:: PROMPT ::
When the word "warn" shows up in a line of the data below, copy that whole line.
** Opening MATERIAL FOR THE TASK block **
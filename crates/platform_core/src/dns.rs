//! DNS signal collection using hickory-resolver
//!
//! MX, SPF, DKIM and autodiscover SRV records are gathered in one pass. Only
//! the MX lookup can fail the collection; every other record type degrades to
//! an empty or absent signal.

use crate::{DetectionError, DkimSelector};
use anyhow::{Context, Result};
use async_trait::async_trait;
use hickory_resolver::{
    config::{ResolverConfig, ResolverOpts},
    proto::rr::rdata::TXT,
    AsyncResolver, TokioAsyncResolver,
};
use std::time::Duration;
use tokio::task::JoinSet;
use tracing::{debug, info, warn};

/// Selectors tried when the configuration does not name any
pub const DEFAULT_DKIM_SELECTORS: &[&str] = &["default", "selector1", "selector2"];

/// Marker every SPF policy record starts with
pub const SPF_MARKER: &str = "v=spf1";

/// SRV target substrings that identify a hosted Exchange deployment
const AUTODISCOVER_MARKERS: &[&str] = &["outlook", "office365", "exchange"];

/// Platform implied by an Exchange autodiscover target
const AUTODISCOVER_PLATFORM: &str = "outlook";

/// Everything the DNS tier learned about a domain
#[derive(Debug, Clone, Default, PartialEq, Eq)]
pub struct DnsSignals {
    pub mx_hosts: Vec<String>,
    pub spf_txts: Vec<String>,
    pub dkim_selectors: Vec<DkimSelector>,
    /// Platform implied by `_autodiscover._tcp` SRV, if any
    pub autodiscover: Option<String>,
}

impl DnsSignals {
    /// MX hosts, SPF strings and DKIM records joined into one lowercase blob
    pub fn signal_text(&self) -> String {
        self.mx_hosts
            .iter()
            .chain(self.spf_txts.iter())
            .chain(self.dkim_selectors.iter().map(|dkim| &dkim.record))
            .map(String::as_str)
            .collect::<Vec<_>>()
            .join(" ")
            .to_lowercase()
    }
}

/// Source of DNS signals for the resolution engine
#[async_trait]
pub trait DnsCollector: Send + Sync {
    /// Collect DNS signals for `domain`
    ///
    /// Fails only when the domain has no resolvable MX records.
    async fn collect(&self, domain: &str) -> crate::Result<DnsSignals>;

    /// Forget any DNS answers cached below the engine
    fn clear_cache(&self) {}
}

/// DNS resolver wrapper with optimized configuration
#[derive(Clone)]
pub struct DnsResolver {
    resolver: TokioAsyncResolver,
    dkim_selectors: Vec<String>,
}

impl DnsResolver {
    /// Create a new DNS resolver with optimized settings
    ///
    /// # Arguments
    /// * `timeout_ms` - DNS query timeout in milliseconds
    /// * `attempts` - Maximum number of retry attempts
    /// * `cache_size` - Number of entries to cache
    /// * `min_ttl_secs` - Minimum TTL for positive cache entries
    /// * `dkim_selectors` - Selectors probed for DKIM keys
    pub fn new(
        timeout_ms: u64,
        attempts: usize,
        cache_size: usize,
        min_ttl_secs: u64,
        dkim_selectors: Vec<String>,
    ) -> Result<Self> {
        info!("Initializing DNS resolver with Cloudflare DNS");

        let config = ResolverConfig::cloudflare();

        let mut opts = ResolverOpts::default();
        opts.timeout = Duration::from_millis(timeout_ms);
        opts.attempts = attempts;
        opts.cache_size = cache_size;
        opts.positive_min_ttl = Some(Duration::from_secs(min_ttl_secs));
        opts.negative_min_ttl = Some(Duration::from_secs(30));
        opts.positive_max_ttl = Some(Duration::from_secs(3600));

        let resolver = AsyncResolver::tokio(config, opts);

        info!(
            "DNS resolver initialized - timeout: {}ms, attempts: {}, cache_size: {}, dkim selectors: {}",
            timeout_ms,
            attempts,
            cache_size,
            dkim_selectors.len()
        );

        Ok(Self {
            resolver,
            dkim_selectors,
        })
    }

    /// Get MX exchange hostnames for a domain
    ///
    /// # Returns
    /// * `Ok(hosts)` lowercased, without the trailing root dot
    /// * `Err(_)` on NXDOMAIN, timeout, or an empty answer
    pub async fn mx_hosts(&self, domain: &str) -> Result<Vec<String>> {
        debug!("Querying MX records for domain: {}", domain);

        let response = self
            .resolver
            .mx_lookup(domain)
            .await
            .with_context(|| format!("MX lookup failed for {}", domain))?;

        let hosts: Vec<String> = response
            .iter()
            .map(|mx| normalize_host(&mx.exchange().to_ascii()))
            .collect();

        if hosts.is_empty() {
            anyhow::bail!("no MX records for {}", domain);
        }

        debug!("Domain {} has {} MX record(s)", domain, hosts.len());
        Ok(hosts)
    }

    /// Get TXT records for a name, one string per record
    ///
    /// Lookup failures are treated as "no records".
    pub async fn txt_records(&self, name: &str) -> Vec<String> {
        txt_lookup(&self.resolver, name).await
    }

    /// Get TXT records that carry an SPF policy
    pub async fn spf_records(&self, domain: &str) -> Vec<String> {
        let records = self.txt_records(domain).await;
        let spf = filter_spf(records);
        debug!("Found {} SPF record(s) for {}", spf.len(), domain);
        spf
    }

    /// Check the configured DKIM selectors in parallel
    ///
    /// Selectors that do not resolve are skipped. Results keep selector order.
    pub async fn dkim_records(&self, domain: &str) -> Vec<DkimSelector> {
        debug!("Checking {} DKIM selectors for domain: {}", self.dkim_selectors.len(), domain);

        let mut join_set = JoinSet::new();

        for (index, selector) in self.dkim_selectors.iter().enumerate() {
            let resolver = self.resolver.clone();
            let selector = selector.clone();
            let name = format!("{}._domainkey.{}", selector, domain);

            join_set.spawn(async move {
                let records = txt_lookup(&resolver, &name).await;
                (index, selector, records)
            });
        }

        let mut found = Vec::new();
        while let Some(joined) = join_set.join_next().await {
            match joined {
                Ok((index, selector, records)) if !records.is_empty() => {
                    found.push((index, DkimSelector { selector, record: records.concat() }));
                }
                Ok(_) => {}
                Err(e) => warn!("DKIM lookup task failed for {}: {}", domain, e),
            }
        }

        found.sort_by_key(|(index, _)| *index);
        let dkim: Vec<DkimSelector> = found.into_iter().map(|(_, dkim)| dkim).collect();

        debug!("Found {} DKIM records for {}", dkim.len(), domain);
        dkim
    }

    /// Resolve `_autodiscover._tcp.{domain}` and map an Exchange target to a platform
    pub async fn autodiscover(&self, domain: &str) -> Option<String> {
        let name = format!("_autodiscover._tcp.{}", domain);
        debug!("Checking autodiscover SRV at: {}", name);

        match self.resolver.srv_lookup(name.as_str()).await {
            Ok(response) => {
                let targets: Vec<String> = response
                    .iter()
                    .map(|srv| normalize_host(&srv.target().to_ascii()))
                    .collect();
                autodiscover_platform(&targets)
            }
            Err(e) => {
                debug!("SRV lookup failed for {}: {}", name, e);
                None
            }
        }
    }
}

#[async_trait]
impl DnsCollector for DnsResolver {
    async fn collect(&self, domain: &str) -> crate::Result<DnsSignals> {
        let mx_hosts = self.mx_hosts(domain).await.map_err(|e| {
            warn!("DNS lookup failed for {}: {:#}", domain, e);
            DetectionError::DnsResolutionFailed(format!("{:#}", e))
        })?;

        let (spf_txts, dkim_selectors, autodiscover) = tokio::join!(
            self.spf_records(domain),
            self.dkim_records(domain),
            self.autodiscover(domain)
        );

        Ok(DnsSignals {
            mx_hosts,
            spf_txts,
            dkim_selectors,
            autodiscover,
        })
    }

    fn clear_cache(&self) {
        self.resolver.clear_cache();
        info!("DNS cache cleared");
    }
}

async fn txt_lookup(resolver: &TokioAsyncResolver, name: &str) -> Vec<String> {
    match resolver.txt_lookup(name).await {
        Ok(response) => {
            let records: Vec<String> = response.iter().map(txt_to_string).collect();
            debug!("Found {} TXT record(s) for {}", records.len(), name);
            records
        }
        Err(e) => {
            debug!("TXT record lookup failed for {}: {}", name, e);
            Vec::new()
        }
    }
}

/// Character-strings of one TXT record, concatenated
fn txt_to_string(txt: &TXT) -> String {
    txt.txt_data()
        .iter()
        .map(|data| String::from_utf8_lossy(data))
        .collect()
}

fn normalize_host(host: &str) -> String {
    host.trim_end_matches('.').to_lowercase()
}

fn filter_spf(records: Vec<String>) -> Vec<String> {
    records
        .into_iter()
        .filter(|record| record.contains(SPF_MARKER))
        .collect()
}

fn autodiscover_platform(targets: &[String]) -> Option<String> {
    targets
        .iter()
        .any(|target| AUTODISCOVER_MARKERS.iter().any(|marker| target.contains(marker)))
        .then(|| AUTODISCOVER_PLATFORM.to_string())
}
** Closing MATERIAL FOR THE TASK block **
:: THE ANSWER ::
use tracing::{debug, info, warn};
                Err(e) => warn!("DKIM lookup task failed for {}: {}", domain, e),
            warn!("DNS lookup failed for {}: {:#}", domain, e);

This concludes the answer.